Questions and concerns

Analyst Brian Jackson, principal research director at Info-Tech Research Group, has some concerns, however.

“In reading the Open Source Initiative’s brief on what it views as the open source AI standard, a few big questions come to mind for me,” he said. “Their standards are clear and consistent with the previous standards for releasing open source software. There are some key differences to look at with AI — it has training data, model weights, and a new architecture that’s not covered by traditional open source software licenses. That’s why this sort of standard is needed.”

Jackson noted that models are still permitted to withhold their training data, with the explanation that a model still could be open source even if it was illegal to release the data, as it would be with medical data. “I accept that reasoning,” he said, “but it doesn’t address the problem of copyright-protected content being included in the training data.”

He’s also worried about the harms that could emerge from open source AI, such as deepfakes and “nudify” apps that let users take photos of people and generate fake nude images.
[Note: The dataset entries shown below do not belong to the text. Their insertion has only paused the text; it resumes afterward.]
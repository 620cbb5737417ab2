//! Serial Transport Implementation
//!
//! Xcom-232i link: every package is followed by 0x0D 0x0A and the reply is
//! read up to the same terminator. The port is opened on the first exchange
//! and kept open; an I/O error or timeout drops it so the next exchange
//! reopens a clean link.

use async_trait::async_trait;
use bytes::BufMut;
use errors::{XcomError, XcomResult};
use serde::{Deserialize, Serialize};
use std::fmt;
use std::time::Duration;
use tokio::io::{AsyncRead, AsyncWrite};
use tokio::time::timeout;
use tokio_serial::SerialPortBuilderExt;
use tracing::{debug, error, info, warn};
use xcom_protocol::{Package, SERIAL_TERMINATOR};

use super::io::{read_terminated, write_packet};
use super::traits::{Transport, TransportConfig, TransportStats};

/// Serial port configuration
#[derive(Debug, Clone, Serialize, Deserialize)]
#[serde(default)]
pub struct SerialTransportConfig {
    /// Serial port path (e.g., "/dev/ttyUSB0", "COM1")
    pub port: String,
    /// Baud rate
    pub baud_rate: u32,
    /// Data bits (5, 6, 7, 8)
    pub data_bits: u8,
    /// Stop bits (1, 2)
    pub stop_bits: u8,
    /// Parity ("None", "Even", "Odd")
    pub parity: String,
    /// Exchange timeout in milliseconds
    pub timeout_ms: u64,
}

impl Default for SerialTransportConfig {
    fn default() -> Self {
        Self {
            port: "/dev/ttyUSB0".to_string(),
            baud_rate: 115_200,
            data_bits: 8,
            stop_bits: 1,
            parity: "None".to_string(),
            timeout_ms: 2000,
        }
    }
}

impl TransportConfig for SerialTransportConfig {
    fn name(&self) -> &str {
        "serial"
    }

    fn validate(&self) -> XcomResult<()> {
        if self.port.is_empty() {
            return Err(XcomError::config("Port path cannot be empty"));
        }

        if self.baud_rate == 0 {
            return Err(XcomError::config("Baud rate must be greater than zero"));
        }

        if ![5, 6, 7, 8].contains(&self.data_bits) {
            return Err(XcomError::config("Data bits must be 5, 6, 7, or 8"));
        }

        if ![1, 2].contains(&self.stop_bits) {
            return Err(XcomError::config("Stop bits must be 1 or 2"));
        }

        if !["None", "Even", "Odd"].contains(&self.parity.as_str()) {
            return Err(XcomError::config("Parity must be None, Even, or Odd"));
        }

        if self.timeout_ms == 0 {
            return Err(XcomError::config("Timeout must be greater than zero"));
        }

        Ok(())
    }

    fn timeout(&self) -> Duration {
        Duration::from_millis(self.timeout_ms)
    }
}

/// Byte stream the serial transport talks over
pub trait SerialIo: AsyncRead + AsyncWrite + Unpin + Send + Sync + fmt::Debug {}

impl<T> SerialIo for T where T: AsyncRead + AsyncWrite + Unpin + Send + Sync + fmt::Debug {}

/// Serial transport implementation
#[derive(Debug)]
pub struct SerialTransport {
    config: SerialTransportConfig,
    name: String,
    port: Option<Box<dyn SerialIo>>,
    /// Whether the stream was supplied by the caller and cannot be reopened
    injected: bool,
    stats: TransportStats,
}

impl SerialTransport {
    /// Create new serial transport; the port opens on the first exchange
    pub fn new(config: SerialTransportConfig) -> XcomResult<Self> {
        config.validate()?;

        Ok(Self {
            name: format!("serial://{}", config.port),
            config,
            port: None,
            injected: false,
            stats: TransportStats::new(),
        })
    }

    /// Transport over an already open stream (virtual ports, test doubles)
    pub fn with_stream(
        config: SerialTransportConfig,
        stream: impl SerialIo + 'static,
    ) -> XcomResult<Self> {
        let mut transport = Self::new(config)?;
        transport.port = Some(Box::new(stream));
        transport.injected = true;
        transport.stats.record_connection();
        Ok(transport)
    }

    fn parse_parity(&self) -> tokio_serial::Parity {
        match self.config.parity.as_str() {
            "Even" => tokio_serial::Parity::Even,
            "Odd" => tokio_serial::Parity::Odd,
            _ => tokio_serial::Parity::None,
        }
    }

    fn parse_data_bits(&self) -> tokio_serial::DataBits {
        match self.config.data_bits {
            5 => tokio_serial::DataBits::Five,
            6 => tokio_serial::DataBits::Six,
            7 => tokio_serial::DataBits::Seven,
            _ => tokio_serial::DataBits::Eight,
        }
    }

    fn parse_stop_bits(&self) -> tokio_serial::StopBits {
        match self.config.stop_bits {
            2 => tokio_serial::StopBits::Two,
            _ => tokio_serial::StopBits::One,
        }
    }

    fn ensure_open(&mut self) -> XcomResult<()> {
        if self.port.is_some() {
            return Ok(());
        }
        if self.injected {
            return Err(XcomError::connection(&self.name, "stream closed"));
        }

        debug!("Opening serial port: {}", self.config.port);
        let port = tokio_serial::new(&self.config.port, self.config.baud_rate)
            .data_bits(self.parse_data_bits())
            .parity(self.parse_parity())
            .stop_bits(self.parse_stop_bits())
            .flow_control(tokio_serial::FlowControl::None)
            .timeout(self.config.timeout())
            .open_native_async()
            .map_err(|e| {
                error!("Failed to open serial port {}: {e}", self.config.port);
                self.stats.record_failure();
                XcomError::connection(&self.name, e)
            })?;

        #[cfg(unix)]
        let port = {
            let mut port = port;
            port.set_exclusive(true)
                .map_err(|e| XcomError::connection(&self.name, e))?;
            port
        };

        info!(
            "Opened serial port {} at {} baud",
            self.config.port, self.config.baud_rate
        );
        self.stats.record_connection();
        self.port = Some(Box::new(port));
        Ok(())
    }

    fn drop_port(&mut self) {
        if self.port.take().is_some() {
            self.stats.record_disconnection();
        }
    }
}

#[async_trait]
impl Transport for SerialTransport {
    fn transport_type(&self) -> &str {
        "serial"
    }

    fn name(&self) -> &str {
        &self.name
    }

    async fn exchange(&mut self, request: &Package) -> XcomResult<Package> {
        let packet = request.assemble()?;
        let mut framed = Vec::with_capacity(packet.len() + SERIAL_TERMINATOR.len());
        framed.put_slice(&packet);
        framed.put_slice(&SERIAL_TERMINATOR);

        self.ensure_open()?;
        let budget = self.config.timeout();
        let name = &self.name;
        let Some(port) = self.port.as_mut() else {
            return Err(XcomError::connection(name, "serial port not open"));
        };

        let outcome = timeout(budget, async {
            write_packet(port, &framed, "Serial Transport").await?;
            read_terminated(port, name).await
        })
        .await;

        match outcome {
            Ok(Ok(body)) => {
                self.stats.record_bytes_sent(framed.len());
                self.stats.record_bytes_received(body.len());
                let reply = Package::parse(&body);
                match &reply {
                    Ok(_) => self.stats.record_exchange(),
                    Err(e) => {
                        warn!("Discarding unreadable serial reply: {e}");
                        self.stats.record_failure();
                    },
                }
                reply
            },
            Ok(Err(e)) => {
                error!("Serial exchange on {} failed: {e}", self.config.port);
                self.stats.record_failure();
                if matches!(e, XcomError::Io(_)) {
                    self.drop_port();
                }
                Err(e)
            },
            Err(_) => {
                warn!(
                    "Serial exchange on {} timed out after {:?}",
                    self.config.port, budget
                );
                self.stats.record_timeout();
                // late bytes would corrupt the next reply
                if !self.injected {
                    self.drop_port();
                }
                Err(XcomError::timeout(self.name.clone()))
            },
        }
    }

    fn stats(&self) -> TransportStats {
        self.stats.clone()
    }

    async fn close(&mut self) -> XcomResult<()> {
        if self.port.is_some() {
            info!("Closed serial port: {}", self.config.port);
        }
        self.drop_port();
        Ok(())
    }
}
And, he added, “We’ve already seen real-world harm as a result of open source AI. Child Sexual Abuse Material (CSAM) is one example of a malicious use of open source AI. The Internet Watch Foundation has reported on the rise in activity of dark web forums trafficking the material, and the creators of it stating preferences to use open source image generation models to get more accurate results. Harms also include fraud perpetrated by bad actors using open source AI. These models can be modified to be more helpful in creating convincing deepfakes, tailoring phishing messages, or conducting automated searches for users with vulnerabilities.”

The co-designers are less concerned. “The new definition requires Open Source models to provide enough information about their training data so that a ‘skilled person can recreate a substantially equivalent system using the same or similar data,’ which goes further than what many proprietary or ostensibly Open Source models do today,” said Ayah Bdeir, who leads AI strategy at Mozilla, in a statement. “This is the starting point to addressing the complexities of how AI training data should be treated, acknowledging the challenges of sharing full datasets while working to make open datasets a more commonplace part of the AI ecosystem. This view of AI training data in Open Source AI may not be a perfect place to be, but insisting on an ideologically pristine kind of gold standard that will not actually be met by any model builder could end up backfiring.”

The OSI itself is satisfied with OSAID v1.0, and views it as a starting point for further work.

“Arriving at today’s OSAID version 1.0 was a difficult journey, filled with new challenges for the OSI community,” said OSI Executive Director, Stefano Maffulli, in a statement. “Despite this delicate process, filled with differing opinions and uncharted technical frontiers—and the occasional heated exchange—the results are aligned with the expectations set out at the start of this two-year process. This is a starting point for a continued effort to engage with the communities to improve the definition over time as we develop with the broader Open Source community the knowledge to read and apply OSAID v.1.0.”